Have you experienced deep emotional pain during the holidays? Clinical psychologist Dr. Barbara Lowe says many people do. In her clinical practice in Raleigh-Durham, North Carolina, she says, “Our phone rings off the hook as the new year starts because people are coming out of the holidays.

“And often they’ve experienced pain being around their family of origin … and things that have been bothering them underneath the surface have kind of bubbled up,” Lowe says on Dr. Barbara’s Whole Life Podcast on the Charisma Podcast Network. Part of the reason for this, she says, is “the roles we’ve played in our families of origin and maybe roles that we’re continuing to play. … We all play roles in our family, whether we come from a healthier family or a less healthy family. No family is perfect. None of us comes through unscathed because of sin and brokenness in the world.”
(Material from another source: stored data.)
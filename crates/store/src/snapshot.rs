//! Durable backend over a binary whole-map snapshot file.
//!
//! Disk is the source of truth. An in-memory mirror (the *basin*) is
//! rehydrated from the file before every operation and cleared again after
//! every write, so the externally observable behavior is refresh-on-read:
//! a write followed by any read returns the persisted value, and concurrent
//! writers converge on the last writer's state.
//!
//! The snapshot is one bincode-encoded `HashMap<String, String>` per file.

use std::{
    collections::HashMap,
    fs::{File, OpenOptions},
    io::{Read, Seek, SeekFrom},
    path::{Path, PathBuf},
};

use {
    async_trait::async_trait,
    dashmap::DashMap,
    tokio::sync::RwLock,
    tracing::{debug, info},
};

use crate::{Store, ensure_parent_dir, error::StoreError};

/// Binary snapshot store.
///
/// A read-write lock guards the file: refresh takes the read lock, dump and
/// truncation take the write lock. Because every mutating operation is
/// refresh-then-persist, write throughput is effectively serialized.
pub struct SnapshotStore {
    path: PathBuf,
    file: RwLock<File>,
    basin: DashMap<String, String>,
}

impl SnapshotStore {
    /// Open the snapshot at `path`, creating it (and its parent directory)
    /// when missing. With `truncate`, any existing snapshot is discarded.
    pub fn open(path: impl Into<PathBuf>, truncate: bool) -> Result<Self, StoreError> {
        let path = path.into();
        ensure_parent_dir(&path)?;

        let file = OpenOptions::new()
            .read(true)
            .write(true)
            .create(true)
            .open(&path)?;
        if truncate {
            file.set_len(0)?;
            info!(path = %path.display(), "snapshot store truncated");
        }

        Ok(Self {
            path,
            file: RwLock::new(file),
            basin: DashMap::new(),
        })
    }

    pub fn path(&self) -> &Path {
        &self.path
    }

    /// Rehydrate the basin from disk.
    ///
    /// An empty file is an empty store, not an error. When the decoded map
    /// is non-empty the basin is flushed and replaced wholesale.
    async fn refresh(&self) -> Result<(), StoreError> {
        let file = self.file.read().await;
        let mut reader = &*file;
        reader.seek(SeekFrom::Start(0))?;

        let mut bytes = Vec::new();
        reader.read_to_end(&mut bytes)?;
        if bytes.is_empty() {
            debug!(path = %self.path.display(), "snapshot empty, treating as empty store");
            return Ok(());
        }

        let decoded: HashMap<String, String> =
            bincode::deserialize(&bytes).map_err(|e| StoreError::Corrupt(e.to_string()))?;

        if !decoded.is_empty() {
            self.basin.clear();
            for (key, value) in decoded {
                self.basin.insert(key, value);
            }
        }
        Ok(())
    }

    /// Write the basin to disk, truncating first when `replace`.
    ///
    /// Returns the resulting file size, which doubles as an integrity
    /// check: zero bytes after dumping a non-empty map is a failure.
    async fn persist(&self, replace: bool) -> Result<u64, StoreError> {
        let mut file = self.file.write().await;
        if replace {
            file.set_len(0)?;
        }

        let snapshot: HashMap<String, String> = self
            .basin
            .iter()
            .map(|entry| (entry.key().clone(), entry.value().clone()))
            .collect();

        file.seek(SeekFrom::Start(0))?;
        bincode::serialize_into(&mut *file, &snapshot)
            .map_err(|e| StoreError::Corrupt(e.to_string()))?;
        file.sync_all()?;
        // Leave the cursor at the start for the next refresh.
        file.seek(SeekFrom::Start(0))?;

        let size = file.metadata()?.len();
        if size == 0 && !snapshot.is_empty() {
            return Err(StoreError::WriteIncomplete);
        }
        debug!(path = %self.path.display(), bytes = size, "snapshot persisted");
        Ok(size)
    }
}

#[async_trait]
impl Store for SnapshotStore {
    async fn connect(&self) -> Result<bool, StoreError> {
        Ok(true)
    }

    async fn store(&self, id: &str, token: &str) -> Result<(), StoreError> {
        self.refresh().await?;
        if self.basin.contains_key(id) {
            return Err(StoreError::AlreadyExists(id.to_string()));
        }
        self.basin.insert(id.to_string(), token.to_string());

        self.persist(true).await?;
        self.basin.clear();
        Ok(())
    }

    async fn retrieve(&self, id: &str) -> Result<String, StoreError> {
        self.refresh().await?;
        self.basin
            .get(id)
            .map(|entry| entry.value().clone())
            .ok_or_else(|| StoreError::NotFound(id.to_string()))
    }

    async fn retrieve_all(&self) -> Result<HashMap<String, String>, StoreError> {
        self.refresh().await?;
        Ok(self
            .basin
            .iter()
            .map(|entry| (entry.key().clone(), entry.value().clone()))
            .collect())
    }

    async fn delete(&self, id: &str) -> Result<bool, StoreError> {
        self.refresh().await?;
        if self.basin.remove(id).is_none() {
            return Err(StoreError::NotFound(id.to_string()));
        }

        self.persist(true).await?;
        self.basin.clear();
        debug!(id, "deleted from snapshot store");
        Ok(true)
    }

    async fn patch(&self, id: &str, token: &str) -> Result<bool, StoreError> {
        self.refresh().await?;
        {
            let Some(mut entry) = self.basin.get_mut(id) else {
                return Err(StoreError::NotFound(id.to_string()));
            };
            *entry = token.to_string();
        }

        self.persist(true).await?;
        self.basin.clear();
        Ok(true)
    }

    /// Clears both the basin and the on-disk snapshot.
    async fn flush(&self) -> Result<bool, StoreError> {
        self.basin.clear();

        let mut file = self.file.write().await;
        file.set_len(0)?;
        file.seek(SeekFrom::Start(0))?;
        Ok(true)
    }

    async fn close(&self) -> Result<(), StoreError> {
        let file = self.file.read().await;
        file.sync_all()?;
        Ok(())
    }
}
//! Wire-shaped request and response types.

use serde::{Deserialize, Serialize};

/// One child entry. `value` carries the plaintext on ingress and the issued
/// token on egress.
#[derive(Debug, Clone, PartialEq, Eq, Serialize, Deserialize)]
pub struct Child {
    pub key: String,
    pub value: String,
}

/// Tokenize request: a parent identifier plus child key/value pairs.
#[derive(Debug, Clone, Default, Serialize, Deserialize)]
pub struct TokenizeRequest {
    pub id: String,
    pub data: Vec<Child>,
}

/// Response mirroring the request shape, with each value replaced by its
/// token.
#[derive(Debug, Clone, Default, Serialize, Deserialize)]
pub struct TokenizeResponse {
    pub id: String,
    pub data: Vec<Child>,
}

/// Detokenize request: the same shape, with `value` carrying a previously
/// issued token.
pub type DetokenizeRequest = TokenizeRequest;

/// Per-child outcome of a detokenize call.
#[derive(Debug, Clone, PartialEq, Eq, Serialize, Deserialize)]
pub struct Receipt {
    pub found: bool,
    pub datum: String,
}

#[derive(Debug, Clone, PartialEq, Eq, Serialize, Deserialize)]
pub struct ChildReceipt {
    pub key: String,
    pub value: Receipt,
}

#[derive(Debug, Clone, Default, Serialize, Deserialize)]
pub struct DetokenizeReceipt {
    pub id: String,
    pub data: Vec<ChildReceipt>,
}

/// Everything in the vault, grouped by parent identifier.
#[derive(Debug, Clone, Default, Serialize, Deserialize)]
pub struct AllTokens {
    pub tokens: Vec<TokenizeResponse>,
}
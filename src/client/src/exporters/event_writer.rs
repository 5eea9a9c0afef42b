use crate::exporters::jsonl::JsonlWriter;
use aiwatch_common::types::event::AuditEvent;

use anyhow::Result;

pub enum LogWriterEnum {
    Jsonl(JsonlWriter),
}

#[allow(async_fn_in_trait)]
pub trait EventWriter {
    async fn append_event(&self, event: &AuditEvent) -> Result<()>;
}

impl EventWriter for LogWriterEnum {
    async fn append_event(&self, event: &AuditEvent) -> Result<()> {
        match self {
            LogWriterEnum::Jsonl(writer) => writer.append_event(event).await,
        }
    }
}

impl LogWriterEnum {
    pub fn variant_name(&self) -> &'static str {
        match self {
            LogWriterEnum::Jsonl(_) => "JsonlWriter",
        }
    }
}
But what happens when, as healthy adults, we step out of those roles? Lowe says that sometimes, we face persecution or criticism from other family members “because we’re stepping out of what has been holding the family together. It’s like every dysfunctional system is held together with this imaginary glue that tries to keep everyone in place. And there’s this feeling like .. ‘If you rattle it, we’re all going to break because of the chaos we grew up in. We don’t want that to happen again, so don’t break out of that role.'”

What God wants, Lowe explains, is just the opposite: that we become children of freedom, as Romans 8 describes. To do that, she says, we must step off the triangle of pain in our relationships and walk in freedom. “The triangle of pain has three points, and each point is a pain point. It’s a role that when we play it in relationships, we are getting into a painful cycle. There is the role of the persecutor. That’s the role of the blamer: ‘You’re doing everything wrong.’ … Now when someone else comes against us with this kind of persecution, this blame, this criticism, our tendency is normally going to be to go to one of the two other points on the triangle: the caretaker/fixer or the victim/child.”